## Work to be completed
Could you return every line of the records below that contains the word "CIFS"?

## Stored data

--------------------

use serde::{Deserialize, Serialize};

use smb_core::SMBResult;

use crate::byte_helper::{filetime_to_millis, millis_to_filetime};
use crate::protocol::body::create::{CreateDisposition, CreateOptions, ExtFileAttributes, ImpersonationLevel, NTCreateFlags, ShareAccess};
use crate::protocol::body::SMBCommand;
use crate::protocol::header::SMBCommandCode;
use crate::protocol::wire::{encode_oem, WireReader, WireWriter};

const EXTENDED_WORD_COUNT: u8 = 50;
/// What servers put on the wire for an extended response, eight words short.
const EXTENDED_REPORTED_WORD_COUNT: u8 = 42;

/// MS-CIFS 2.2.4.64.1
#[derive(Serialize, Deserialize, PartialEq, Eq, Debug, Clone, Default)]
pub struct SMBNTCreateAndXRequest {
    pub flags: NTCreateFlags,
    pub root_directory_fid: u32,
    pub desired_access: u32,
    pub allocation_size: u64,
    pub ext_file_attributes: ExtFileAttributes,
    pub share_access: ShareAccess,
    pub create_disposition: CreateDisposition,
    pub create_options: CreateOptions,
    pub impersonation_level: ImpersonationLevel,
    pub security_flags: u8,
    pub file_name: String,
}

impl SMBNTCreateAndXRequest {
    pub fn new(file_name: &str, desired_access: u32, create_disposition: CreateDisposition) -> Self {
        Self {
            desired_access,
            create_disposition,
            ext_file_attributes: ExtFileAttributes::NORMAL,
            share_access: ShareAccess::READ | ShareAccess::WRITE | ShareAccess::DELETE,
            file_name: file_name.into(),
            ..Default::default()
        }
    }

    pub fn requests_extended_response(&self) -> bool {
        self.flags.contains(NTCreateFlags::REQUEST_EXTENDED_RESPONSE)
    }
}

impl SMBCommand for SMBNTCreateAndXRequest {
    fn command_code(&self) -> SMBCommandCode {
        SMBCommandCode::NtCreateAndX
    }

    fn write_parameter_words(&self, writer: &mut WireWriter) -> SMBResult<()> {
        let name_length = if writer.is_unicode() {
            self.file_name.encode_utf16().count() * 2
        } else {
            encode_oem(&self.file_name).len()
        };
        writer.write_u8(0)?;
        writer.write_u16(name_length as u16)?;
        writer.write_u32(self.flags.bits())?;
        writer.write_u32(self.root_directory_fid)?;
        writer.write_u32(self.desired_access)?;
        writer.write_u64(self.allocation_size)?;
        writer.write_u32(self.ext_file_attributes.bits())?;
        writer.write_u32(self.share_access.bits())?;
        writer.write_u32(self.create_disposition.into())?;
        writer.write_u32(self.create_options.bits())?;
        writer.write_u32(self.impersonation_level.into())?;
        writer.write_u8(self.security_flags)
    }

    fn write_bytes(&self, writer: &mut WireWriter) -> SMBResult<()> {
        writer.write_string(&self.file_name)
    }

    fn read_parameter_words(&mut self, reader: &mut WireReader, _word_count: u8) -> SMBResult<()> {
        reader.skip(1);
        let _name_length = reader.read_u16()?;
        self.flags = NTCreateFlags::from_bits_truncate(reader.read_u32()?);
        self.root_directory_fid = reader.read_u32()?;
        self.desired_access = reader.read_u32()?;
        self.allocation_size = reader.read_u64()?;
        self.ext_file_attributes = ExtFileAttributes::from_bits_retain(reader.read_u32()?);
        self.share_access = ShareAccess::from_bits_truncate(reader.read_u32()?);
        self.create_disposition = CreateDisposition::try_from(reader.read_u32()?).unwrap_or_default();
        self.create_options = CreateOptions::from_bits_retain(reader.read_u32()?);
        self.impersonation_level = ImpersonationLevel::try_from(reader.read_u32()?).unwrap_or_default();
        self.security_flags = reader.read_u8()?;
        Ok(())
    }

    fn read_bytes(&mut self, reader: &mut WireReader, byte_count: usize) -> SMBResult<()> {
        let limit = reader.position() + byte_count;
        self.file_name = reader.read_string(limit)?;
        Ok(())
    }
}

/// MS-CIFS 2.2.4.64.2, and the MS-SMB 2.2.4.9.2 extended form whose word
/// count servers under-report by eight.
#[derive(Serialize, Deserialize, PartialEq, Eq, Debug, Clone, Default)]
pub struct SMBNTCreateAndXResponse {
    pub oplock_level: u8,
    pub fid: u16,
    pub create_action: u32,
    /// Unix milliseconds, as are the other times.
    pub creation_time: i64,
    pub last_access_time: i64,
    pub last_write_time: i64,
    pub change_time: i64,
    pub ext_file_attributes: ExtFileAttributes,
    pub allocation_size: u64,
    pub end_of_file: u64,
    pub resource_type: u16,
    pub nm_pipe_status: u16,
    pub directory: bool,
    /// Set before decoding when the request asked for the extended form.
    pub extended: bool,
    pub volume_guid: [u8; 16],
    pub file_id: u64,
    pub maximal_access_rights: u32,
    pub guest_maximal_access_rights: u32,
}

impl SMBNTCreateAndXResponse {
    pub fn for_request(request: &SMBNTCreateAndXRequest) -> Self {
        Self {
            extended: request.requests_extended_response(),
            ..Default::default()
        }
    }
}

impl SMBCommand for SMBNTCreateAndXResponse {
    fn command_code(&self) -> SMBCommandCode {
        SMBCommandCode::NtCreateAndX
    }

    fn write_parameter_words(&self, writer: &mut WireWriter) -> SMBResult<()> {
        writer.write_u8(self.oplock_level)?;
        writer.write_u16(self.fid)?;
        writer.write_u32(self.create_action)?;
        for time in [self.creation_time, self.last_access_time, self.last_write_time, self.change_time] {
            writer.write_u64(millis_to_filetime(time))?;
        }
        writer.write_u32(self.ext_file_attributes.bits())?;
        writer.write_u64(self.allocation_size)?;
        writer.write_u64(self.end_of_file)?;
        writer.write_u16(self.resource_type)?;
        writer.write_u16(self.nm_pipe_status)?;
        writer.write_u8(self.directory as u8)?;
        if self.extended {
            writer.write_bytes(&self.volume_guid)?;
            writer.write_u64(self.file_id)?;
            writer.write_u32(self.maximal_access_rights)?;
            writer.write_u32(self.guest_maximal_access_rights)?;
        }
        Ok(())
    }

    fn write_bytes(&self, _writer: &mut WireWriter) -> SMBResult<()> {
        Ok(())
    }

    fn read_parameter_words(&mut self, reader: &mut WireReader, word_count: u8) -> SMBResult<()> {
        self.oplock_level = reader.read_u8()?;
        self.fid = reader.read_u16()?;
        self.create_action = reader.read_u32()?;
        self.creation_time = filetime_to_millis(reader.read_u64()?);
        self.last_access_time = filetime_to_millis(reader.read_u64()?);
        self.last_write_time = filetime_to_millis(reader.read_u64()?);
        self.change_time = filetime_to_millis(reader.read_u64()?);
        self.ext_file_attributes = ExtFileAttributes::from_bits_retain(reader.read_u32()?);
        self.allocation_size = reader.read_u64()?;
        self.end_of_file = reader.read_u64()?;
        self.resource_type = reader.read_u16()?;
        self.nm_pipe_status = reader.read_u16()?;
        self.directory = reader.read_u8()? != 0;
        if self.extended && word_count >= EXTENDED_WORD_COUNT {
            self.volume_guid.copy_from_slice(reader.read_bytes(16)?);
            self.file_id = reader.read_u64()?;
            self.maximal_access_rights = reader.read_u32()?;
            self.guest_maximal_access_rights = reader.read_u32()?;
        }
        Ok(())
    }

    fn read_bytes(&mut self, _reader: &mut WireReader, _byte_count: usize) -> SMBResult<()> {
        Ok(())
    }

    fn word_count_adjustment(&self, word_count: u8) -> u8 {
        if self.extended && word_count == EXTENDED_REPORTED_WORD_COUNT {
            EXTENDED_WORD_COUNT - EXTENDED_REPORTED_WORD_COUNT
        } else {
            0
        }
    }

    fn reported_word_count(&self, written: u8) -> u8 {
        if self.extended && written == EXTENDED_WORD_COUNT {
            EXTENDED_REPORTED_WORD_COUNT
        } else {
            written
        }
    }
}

--------------------

## Reply to the exercise
/// MS-CIFS 2.2.4.64.1
/// MS-CIFS 2.2.4.64.2, and the MS-SMB 2.2.4.9.2 extended form whose word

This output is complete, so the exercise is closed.